The more I saw Ali degenerate, the more I found myself wishing he was like he used to be when I was growing up. I don’t really feel like that about athletes, as a rule. I let them age gracefully, and think fondly of their past lives as performing masters. You can’t stop time, I theorize. But with Muhammad Ali, perhaps because his condition robbed him of his very being with all the rapidness of the rate of lean of that tower in Pisa, I longed to put the toothpaste back into the tube. But it just wasn’t to be, of course. Parkinson’s Disease is cruel, crueler than an Ali jab or uppercut, unfortunately. It doesn’t care if you are Uncle Joe or Aunt Millie or The Greatest. It will beat you into submission, slowly but surely.

Layla Ali gave us an update on her father when she told the Times, "He has his good days and his bad days. He's taking a lot of different medications. Sometimes, his speech is so slurred, you can't hardly understand him. But he definitely knows what's going on. That's for sure. He sees everything."

That’s what has got to be so horrifying for Layla and her father. His mind is willing, but his motor skills abandon him at times, so Muhammad Ali is trapped. And the man who once packed such a powerful punch can’t punch his way out of a paper bag, much less the encasement in which Parkinson’s has placed him.
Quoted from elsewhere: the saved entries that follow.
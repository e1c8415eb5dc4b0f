use crate::{auth::auth::AuthUser, error::AppError, model::gate::Gate};
use actix_web::{HttpResponse, web};
use sqlx::MySqlPool;

/// List gates and their directions
#[utoipa::path(
    get,
    path = "/api/v1/gates",
    responses(
        (status = 200, description = "All gates", body = [Gate])
    ),
    tag = "Access Log",
    security(
        ("bearer_auth" = [])
    )
)]
pub async fn list_gates(
    _auth: AuthUser,
    pool: web::Data<MySqlPool>,
) -> Result<HttpResponse, AppError> {
    let gates = sqlx::query_as::<_, Gate>(
        "SELECT gate_id, gate_name, direction, gate_type FROM gate ORDER BY gate_id",
    )
    .fetch_all(pool.get_ref())
    .await?;

    Ok(HttpResponse::Ok().json(gates))
}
"He's just taking life easy," Layla Ali told the Times. "He likes doing simple things. He loves to draw, he likes to color, he likes to clip pictures out of magazines. And he likes to do magic tricks. It doesn't take a whole lot to keep him entertained. But his attention span is very short when the subject is something more than that."

Layla Ali fears her father’s Parkinson’s is getting worse. It is one reason she sought out the newspapers, to tell the world that The Greatest is dwindling faster than normal. I used to think that, when it was going so slow, when the disease was taking its sweet time destroying Muhammad Ali, it would be preferable to see it just do its thing already. Now that it’s happening faster, now that it might finally be overcoming him, I don’t know what to think.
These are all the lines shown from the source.